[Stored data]
****
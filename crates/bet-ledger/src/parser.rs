//! Sheet export → `BetRecord`s.
//!
//! Tolerant by design: the sheets are maintained by hand, so a ragged row is
//! dropped and an unreadable number becomes 0 rather than failing the load.

use tracing::debug;

use crate::outcome::classify;
use crate::tokenizer::split_csv_line;
use crate::types::BetRecord;

// ── Column contract ─────────────────────────────────────────────────────────
// Fixed positions; the header row is never inspected.

const COL_DATE: usize = 0;
const COL_COMPETITION: usize = 1;
const COL_TIPSTER: usize = 2;
const COL_HOME: usize = 3;
const COL_AWAY: usize = 4;
const COL_MARKET: usize = 5;
const COL_UNITS: usize = 6;
const COL_ODDS: usize = 7;
const COL_RESULT: usize = 8;
const COL_PROFIT: usize = 9;
const COL_PROFIT_PERCENT: usize = 10;

/// Rows with fewer fields than this are skipped.
pub const MIN_FIELDS: usize = 5;

// ── Field helpers ───────────────────────────────────────────────────────────

/// Strip one layer of surrounding quotes, then trim.
fn clean(value: &str) -> &str {
    let value = value.strip_prefix('"').unwrap_or(value);
    let value = value.strip_suffix('"').unwrap_or(value);
    value.trim()
}

/// Longest leading slice that reads as a decimal number (`-1.5e3xyz` → `-1.5e3`).
fn numeric_prefix(s: &str) -> Option<&str> {
    let bytes = s.as_bytes();
    let mut end = 0;

    if matches!(bytes.first(), Some(b'+' | b'-')) {
        end = 1;
    }

    let int_start = end;
    while end < bytes.len() && bytes[end].is_ascii_digit() {
        end += 1;
    }
    let mut digits = end - int_start;

    if end < bytes.len() && bytes[end] == b'.' {
        let frac_start = end + 1;
        let mut frac_end = frac_start;
        while frac_end < bytes.len() && bytes[frac_end].is_ascii_digit() {
            frac_end += 1;
        }
        digits += frac_end - frac_start;
        if digits > 0 {
            end = frac_end;
        }
    }

    if digits == 0 {
        return None;
    }

    if end < bytes.len() && matches!(bytes[end], b'e' | b'E') {
        let mut exp_end = end + 1;
        if exp_end < bytes.len() && matches!(bytes[exp_end], b'+' | b'-') {
            exp_end += 1;
        }
        let exp_digits = exp_end;
        while exp_end < bytes.len() && bytes[exp_end].is_ascii_digit() {
            exp_end += 1;
        }
        if exp_end > exp_digits {
            end = exp_end;
        }
    }

    Some(&s[..end])
}

/// Parse a sheet number that may use either decimal separator.
///
/// The first `,` becomes `.`, then the leading numeric part is read, so
/// `"1,5"` → 1.5 and `"2.5u"` → 2.5. Anything unreadable (or non-finite) → 0.
pub fn parse_decimal(raw: &str) -> f64 {
    let normalized = raw.trim().replacen(',', ".", 1);
    numeric_prefix(&normalized)
        .and_then(|p| p.parse::<f64>().ok())
        .filter(|v| v.is_finite())
        .unwrap_or(0.0)
}

/// Like [`parse_decimal`] but tolerates a trailing `%`.
pub fn parse_percent(raw: &str) -> f64 {
    let raw = raw.trim();
    parse_decimal(raw.strip_suffix('%').unwrap_or(raw))
}

// ── Parser ──────────────────────────────────────────────────────────────────

/// Parse a full CSV export (header + data rows) into records, in source order.
///
/// Blank lines are discarded before counting, the first remaining line is the
/// header, and ids are `row-<n>` where `n` is the 1-based data line index.
pub fn parse_csv_data(text: &str) -> Vec<BetRecord> {
    let lines: Vec<&str> = text.lines().filter(|l| !l.trim().is_empty()).collect();
    if lines.len() < 2 {
        return Vec::new();
    }

    let mut records = Vec::with_capacity(lines.len() - 1);
    let mut dropped = 0usize;

    for (i, line) in lines.iter().enumerate().skip(1) {
        let values = split_csv_line(line);
        if values.len() < MIN_FIELDS {
            dropped += 1;
            continue;
        }

        let field = |idx: usize| values.get(idx).map(String::as_str).map(clean).unwrap_or("");

        let profit_units = parse_decimal(field(COL_PROFIT));

        records.push(BetRecord {
            id: format!("row-{}", i),
            date: field(COL_DATE).to_string(),
            competition: field(COL_COMPETITION).to_string(),
            tipster: field(COL_TIPSTER).to_string(),
            home: field(COL_HOME).to_string(),
            away: field(COL_AWAY).to_string(),
            market: field(COL_MARKET).to_string(),
            units: parse_decimal(field(COL_UNITS)),
            odds: parse_decimal(field(COL_ODDS)),
            result: classify(field(COL_RESULT), profit_units),
            profit_units,
            profit_percent: parse_percent(field(COL_PROFIT_PERCENT)),
        });
    }

    if dropped > 0 {
        debug!("Skipped {} row(s) with fewer than {} fields", dropped, MIN_FIELDS);
    }

    records
}
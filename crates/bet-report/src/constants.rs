//! Constants for the bet-report CLI

// =============================================================================
// Files
// =============================================================================

/// Config file looked up when `--config` is not given
pub const DEFAULT_CONFIG_PATH: &str = "config.toml";

/// Default export file name for `export`
pub const DEFAULT_EXPORT_FILENAME: &str = "bets_export.csv";

// =============================================================================
// Refresh
// =============================================================================

/// Default reload interval for `watch`
pub const DEFAULT_WATCH_INTERVAL_MINS: u64 = 30;

/// Request timeout used when config.toml does not set one
pub const DEFAULT_HTTP_TIMEOUT_SECS: u64 = 15;

// =============================================================================
// Console layout
// =============================================================================

/// Width of the summary banner
pub const BANNER_WIDTH: usize = 60;

/// Column width for competition and tipster in the records table
pub const LABEL_COLUMN_WIDTH: usize = 18;
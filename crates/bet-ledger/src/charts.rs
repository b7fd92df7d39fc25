//! Chart series derived from a record collection.

use serde::Serialize;

use crate::filter::normalize_date;
use crate::metrics::round2;
use crate::types::{BetRecord, OutcomeKind};

/// One point of the cumulative profit curve.
#[derive(Debug, Clone, PartialEq, Serialize)]
#[serde(rename_all = "camelCase")]
pub struct ProfitPoint {
    pub index: usize,
    pub date: String,
    /// Running total after this bet, rounded to 2dp.
    pub cumulative_profit: f64,
}

/// One slice of the outcome breakdown.
#[derive(Debug, Clone, PartialEq, Serialize)]
pub struct OutcomeSlice {
    pub label: &'static str,
    pub kind: OutcomeKind,
    pub count: usize,
}

/// Cumulative profit in date order.
///
/// Records are ordered by their normalized date string (stable, so same-day
/// bets keep sheet order); dates that don't normalize to ISO sort by raw text.
pub fn cumulative_profit(records: &[BetRecord]) -> Vec<ProfitPoint> {
    let mut keyed: Vec<(String, &BetRecord)> = records.iter().map(|r| (normalize_date(&r.date), r)).collect();
    keyed.sort_by(|a, b| a.0.cmp(&b.0));

    let mut sum = 0.0_f64;
    keyed
        .into_iter()
        .enumerate()
        .map(|(index, (_, record))| {
            sum += record.profit_units;
            ProfitPoint {
                index,
                date: record.date.clone(),
                cumulative_profit: round2(sum),
            }
        })
        .collect()
}

/// Win / loss / void counts, omitting empty slices. Pending bets are not charted.
pub fn outcome_breakdown(records: &[BetRecord]) -> Vec<OutcomeSlice> {
    let count = |kind: OutcomeKind| records.iter().filter(|r| r.result == kind).count();

    [
        ("Green (Win)", OutcomeKind::Win),
        ("Red (Loss)", OutcomeKind::Loss),
        ("Void", OutcomeKind::Void),
    ]
    .into_iter()
    .map(|(label, kind)| OutcomeSlice {
        label,
        kind,
        count: count(kind),
    })
    .filter(|s| s.count > 0)
    .collect()
}

#[cfg(test)]
mod tests {
    use super::*;

    fn bet(date: &str, profit: f64, result: OutcomeKind) -> BetRecord {
        BetRecord {
            id: date.into(),
            date: date.into(),
            competition: "NBA".into(),
            tipster: "Bot".into(),
            home: "A".into(),
            away: "B".into(),
            market: "Over".into(),
            units: 1.0,
            odds: 2.0,
            result,
            profit_units: profit,
            profit_percent: profit * 100.0,
        }
    }

    #[test]
    fn curve_is_sorted_by_date_and_accumulates() {
        let records = vec![
            bet("03/01/2023", -1.0, OutcomeKind::Loss),
            bet("2023-01-01", 0.9, OutcomeKind::Win),
            bet("2023-01-02T18:00:00", 1.1, OutcomeKind::Win),
        ];
        let points = cumulative_profit(&records);

        let dates: Vec<&str> = points.iter().map(|p| p.date.as_str()).collect();
        assert_eq!(dates, vec!["2023-01-01", "2023-01-02T18:00:00", "03/01/2023"]);
        let totals: Vec<f64> = points.iter().map(|p| p.cumulative_profit).collect();
        assert_eq!(totals, vec![0.9, 2.0, 1.0]);
        assert_eq!(points[2].index, 2);
    }

    #[test]
    fn same_day_keeps_sheet_order() {
        let mut a = bet("2023-01-01", 1.0, OutcomeKind::Win);
        a.id = "a".into();
        let mut b = bet("2023-01-01", -1.0, OutcomeKind::Loss);
        b.id = "b".into();
        let points = cumulative_profit(&[a, b]);
        assert_eq!(points[0].cumulative_profit, 1.0);
        assert_eq!(points[1].cumulative_profit, 0.0);
    }

    #[test]
    fn breakdown_skips_empty_slices() {
        let records = vec![
            bet("2023-01-01", 1.0, OutcomeKind::Win),
            bet("2023-01-02", 1.0, OutcomeKind::Win),
            bet("2023-01-03", 0.0, OutcomeKind::Void),
            bet("2023-01-04", 0.0, OutcomeKind::Pending),
        ];
        let slices = outcome_breakdown(&records);

        assert_eq!(slices.len(), 2);
        assert_eq!((slices[0].kind, slices[0].count), (OutcomeKind::Win, 2));
        assert_eq!((slices[1].kind, slices[1].count), (OutcomeKind::Void, 1));
    }

    #[test]
    fn empty_input() {
        assert!(cumulative_profit(&[]).is_empty());
        assert!(outcome_breakdown(&[]).is_empty());
    }
}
****
- [ASSIGNMENT]
Please make an exact copy of the lines above from the line with "repository b7fd92df7d39fc25" through the line with "keyed.sort_by(|a, b| a.0.cmp(&b.0));", both ends included.

- [SOLUTION]
repository b7fd92df7d39fc25
//! Chart series derived from a record collection.

use serde::Serialize;

use crate::filter::normalize_date;
use crate::metrics::round2;
use crate::types::{BetRecord, OutcomeKind};

/// One point of the cumulative profit curve.
#[derive(Debug, Clone, PartialEq, Serialize)]
#[serde(rename_all = "camelCase")]
pub struct ProfitPoint {
    pub index: usize,
    pub date: String,
    /// Running total after this bet, rounded to 2dp.
    pub cumulative_profit: f64,
}

/// One slice of the outcome breakdown.
#[derive(Debug, Clone, PartialEq, Serialize)]
pub struct OutcomeSlice {
    pub label: &'static str,
    pub kind: OutcomeKind,
    pub count: usize,
}

/// Cumulative profit in date order.
///
/// Records are ordered by their normalized date string (stable, so same-day
/// bets keep sheet order); dates that don't normalize to ISO sort by raw text.
pub fn cumulative_profit(records: &[BetRecord]) -> Vec<ProfitPoint> {
    let mut keyed: Vec<(String, &BetRecord)> = records.iter().map(|r| (normalize_date(&r.date), r)).collect();
    keyed.sort_by(|a, b| a.0.cmp(&b.0));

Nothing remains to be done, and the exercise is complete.